Collected data

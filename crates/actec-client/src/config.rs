//! Runtime configuration for a session

use std::time::Duration;

use actec_protocol::Token;

/// Port the gateway listens on when the host string names none
pub const DEFAULT_PORT: u16 = 8023;

/// Credential sent after the `login:` prompt
pub const DEFAULT_CREDENTIAL: &str = "ACTEC123";

/// Connection and keepalive settings for a [`Session`](crate::Session)
#[derive(Debug, Clone)]
pub struct ClientConfig {
    pub host: String,
    pub port: u16,
    /// Identifier written into every outbound frame
    pub token: Token,
    pub credential: String,
    /// Wait after login before checking the gateway kept the socket open
    pub liveness_grace: Duration,
    /// Pause between tearing a connection down and dialing again
    pub reconnect_cooldown: Duration,
    /// Read retry interval while a reconnect is in progress
    pub reconnect_poll: Duration,
    pub ping_interval: Duration,
    /// Silence after which the ping loop reconnects instead of pinging
    pub stale_after: Duration,
    pub backoff_base: Duration,
    pub max_backoff: Duration,
    /// Upper bound on waiting for a command reply; `None` waits forever
    pub command_timeout: Option<Duration>,
}

impl ClientConfig {
    /// Settings with the gateway's stock timings
    pub fn new(host: impl Into<String>, port: u16, token: Token) -> Self {
        Self {
            host: host.into(),
            port,
            token,
            credential: DEFAULT_CREDENTIAL.to_string(),
            liveness_grace: Duration::from_millis(500),
            reconnect_cooldown: Duration::from_secs(1),
            reconnect_poll: Duration::from_secs(2),
            ping_interval: Duration::from_secs(25),
            stale_after: Duration::from_secs(85),
            backoff_base: Duration::from_secs(1),
            max_backoff: Duration::from_secs(300),
            command_timeout: None,
        }
    }

    /// `host:port` for logging
    pub fn address(&self) -> String {
        format!("{}:{}", self.host, self.port)
    }
}

/// Split `host` or `host:port` into its parts
///
/// Bare IPv6 addresses are taken as host only; use `[addr]:port` to give
/// them a port.
pub fn parse_host(input: &str) -> Result<(String, u16), String> {
    let input = input.trim();
    if input.is_empty() {
        return Err("host is empty".to_string());
    }

    if let Some(rest) = input.strip_prefix('[') {
        let (host, tail) = rest
            .split_once(']')
            .ok_or_else(|| format!("unterminated IPv6 address in '{}'", input))?;
        return match tail.strip_prefix(':') {
            Some(port) => Ok((host.to_string(), parse_port(port)?)),
            None if tail.is_empty() => Ok((host.to_string(), DEFAULT_PORT)),
            None => Err(format!("unexpected '{}' after IPv6 address", tail)),
        };
    }

    match input.split_once(':') {
        Some((host, port)) if !port.contains(':') => {
            if host.is_empty() {
                return Err(format!("missing host in '{}'", input));
            }
            Ok((host.to_string(), parse_port(port)?))
        }
        _ => Ok((input.to_string(), DEFAULT_PORT)),
    }
}

fn parse_port(port: &str) -> Result<u16, String> {
    match port.parse::<u16>() {
        Ok(0) | Err(_) => Err(format!("invalid port '{}'", port)),
        Ok(port) => Ok(port),
    }
}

- Action item
Every entry above has to be returned exactly as written.

- Answer to the exercise
filename crates/actec-client/src/config.rs
//! Runtime configuration for a session

use std::time::Duration;

use actec_protocol::Token;

/// Port the gateway listens on when the host string names none
pub const DEFAULT_PORT: u16 = 8023;

/// Credential sent after the `login:` prompt
pub const DEFAULT_CREDENTIAL: &str = "ACTEC123";

/// Connection and keepalive settings for a [`Session`](crate::Session)
#[derive(Debug, Clone)]
pub struct ClientConfig {
    pub host: String,
    pub port: u16,
    /// Identifier written into every outbound frame
    pub token: Token,
    pub credential: String,
    /// Wait after login before checking the gateway kept the socket open
    pub liveness_grace: Duration,
    /// Pause between tearing a connection down and dialing again
    pub reconnect_cooldown: Duration,
    /// Read retry interval while a reconnect is in progress
    pub reconnect_poll: Duration,
    pub ping_interval: Duration,
    /// Silence after which the ping loop reconnects instead of pinging
    pub stale_after: Duration,
    pub backoff_base: Duration,
    pub max_backoff: Duration,
    /// Upper bound on waiting for a command reply; `None` waits forever
    pub command_timeout: Option<Duration>,
}

impl ClientConfig {
    /// Settings with the gateway's stock timings
    pub fn new(host: impl Into<String>, port: u16, token: Token) -> Self {
        Self {
            host: host.into(),
            port,
            token,
            credential: DEFAULT_CREDENTIAL.to_string(),
            liveness_grace: Duration::from_millis(500),
            reconnect_cooldown: Duration::from_secs(1),
            reconnect_poll: Duration::from_secs(2),
            ping_interval: Duration::from_secs(25),
            stale_after: Duration::from_secs(85),
            backoff_base: Duration::from_secs(1),
            max_backoff: Duration::from_secs(300),
            command_timeout: None,
        }
    }

    /// `host:port` for logging
    pub fn address(&self) -> String {
        format!("{}:{}", self.host, self.port)
    }
}

/// Split `host` or `host:port` into its parts
///
/// Bare IPv6 addresses are taken as host only; use `[addr]:port` to give
/// them a port.
pub fn parse_host(input: &str) -> Result<(String, u16), String> {
    let input = input.trim();
    if input.is_empty() {
        return Err("host is empty".to_string());
    }

    if let Some(rest) = input.strip_prefix('[') {
        let (host, tail) = rest
            .split_once(']')
            .ok_or_else(|| format!("unterminated IPv6 address in '{}'", input))?;
        return match tail.strip_prefix(':') {
            Some(port) => Ok((host.to_string(), parse_port(port)?)),
            None if tail.is_empty() => Ok((host.to_string(), DEFAULT_PORT)),
            None => Err(format!("unexpected '{}' after IPv6 address", tail)),
        };
    }

    match input.split_once(':') {
        Some((host, port)) if !port.contains(':') => {
            if host.is_empty() {
                return Err(format!("missing host in '{}'", input));
            }
            Ok((host.to_string(), parse_port(port)?))
        }
        _ => Ok((input.to_string(), DEFAULT_PORT)),
    }
}

fn parse_port(port: &str) -> Result<u16, String> {
    match port.parse::<u16>() {
        Ok(0) | Err(_) => Err(format!("invalid port '{}'", port)),
        Ok(port) => Ok(port),
    }
}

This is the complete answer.